Report, from the records below, every line where the word "logic" appears.

======== Records for processing

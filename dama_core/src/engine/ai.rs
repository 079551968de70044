//! Difficulty dispatch for the computer player.
//!
//! Every call is a fresh computation over the given board; nothing is kept between moves.

use crate::engine::config::EngineConfig;
use crate::engine::search::AlphaBetaEngine;
use crate::engine::{Difficulty, Move, SearchStats};
use crate::logic::board::{Board, Side};
use crate::logic::generator::MoveGenerator;
use rand::seq::SliceRandom;
use rand::Rng;
use std::sync::Arc;

/// Picks a move for `side` with the default engine settings and the thread RNG.
#[must_use]
pub fn choose_move(board: &Board, side: Side, difficulty: Difficulty) -> Option<Move> {
    let config = Arc::new(EngineConfig::default());
    let mut rng = rand::thread_rng();
    choose_move_with(board, side, difficulty, config, &mut rng).map(|(mv, _)| mv)
}

/// Like [`choose_move`], with explicit settings and randomness, also returning search stats.
///
/// Only the hard level searches; the random levels report empty stats.
pub fn choose_move_with<R: Rng + ?Sized>(
    board: &Board,
    side: Side,
    difficulty: Difficulty,
    config: Arc<EngineConfig>,
    rng: &mut R,
) -> Option<(Move, SearchStats)> {
    let moves = MoveGenerator::new().generate_moves(board, side);
    choose_among(board, side, difficulty, moves, config, rng)
}

/// Picks one of `moves`, which must be legal for `side` on `board`.
pub fn choose_among<R: Rng + ?Sized>(
    board: &Board,
    side: Side,
    difficulty: Difficulty,
    moves: Vec<Move>,
    config: Arc<EngineConfig>,
    rng: &mut R,
) -> Option<(Move, SearchStats)> {
    match difficulty {
        Difficulty::Easy => random_move(&moves, rng),
        Difficulty::Medium => capture_biased_move(&moves, rng),
        Difficulty::Hard => AlphaBetaEngine::new(config).search_moves(board, side, moves),
    }
}

fn random_move<R: Rng + ?Sized>(moves: &[Move], rng: &mut R) -> Option<(Move, SearchStats)> {
    moves
        .choose(rng)
        .cloned()
        .map(|mv| (mv, SearchStats::default()))
}

fn capture_biased_move<R: Rng + ?Sized>(
    moves: &[Move],
    rng: &mut R,
) -> Option<(Move, SearchStats)> {
    let captures: Vec<&Move> = moves.iter().filter(|mv| mv.is_capture()).collect();
    let choice = if captures.is_empty() {
        moves.choose(rng)
    } else {
        captures.choose(rng).copied()
    };
    choice.cloned().map(|mv| (mv, SearchStats::default()))
}

#[cfg(test)]
mod tests {
    use super::*;
    use rand::rngs::StdRng;
    use rand::SeedableRng;

    const ALL: [Difficulty; 3] = [Difficulty::Easy, Difficulty::Medium, Difficulty::Hard];

    #[test]
    fn test_random_levels_pick_legal_moves() {
        let board = Board::initial();
        let legal = MoveGenerator::new().generate_moves(&board, Side::White);
        let mut rng = StdRng::seed_from_u64(7);
        for _ in 0..20 {
            for difficulty in [Difficulty::Easy, Difficulty::Medium] {
                let config = Arc::new(EngineConfig::default());
                let (mv, stats) =
                    choose_move_with(&board, Side::White, difficulty, config, &mut rng).unwrap();
                assert!(legal.contains(&mv));
                assert_eq!(stats, SearchStats::default());
            }
        }
    }

    #[test]
    fn test_single_move_at_every_level() {
        let board = Board::from_notation("8/8/8/8/3b4/2w5/8/8").unwrap();
        let expected = MoveGenerator::new().generate_moves(&board, Side::White);
        assert_eq!(expected.len(), 1);
        for difficulty in ALL {
            assert_eq!(
                choose_move(&board, Side::White, difficulty).as_ref(),
                expected.first()
            );
        }
    }

    #[test]
    fn test_no_move_at_every_level() {
        let board = Board::from_notation("1b6/w7/8/8/8/8/8/8").unwrap();
        for difficulty in ALL {
            assert!(choose_move(&board, Side::White, difficulty).is_none());
        }
    }

    #[test]
    fn test_same_seed_same_choice() {
        let board = Board::initial();
        let pick = |seed| {
            let mut rng = StdRng::seed_from_u64(seed);
            let config = Arc::new(EngineConfig::default());
            choose_move_with(&board, Side::Black, Difficulty::Easy, config, &mut rng)
        };
        assert_eq!(pick(42), pick(42));
    }
}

================

- Task answer:
use crate::logic::board::{Board, Side};
use crate::logic::generator::MoveGenerator;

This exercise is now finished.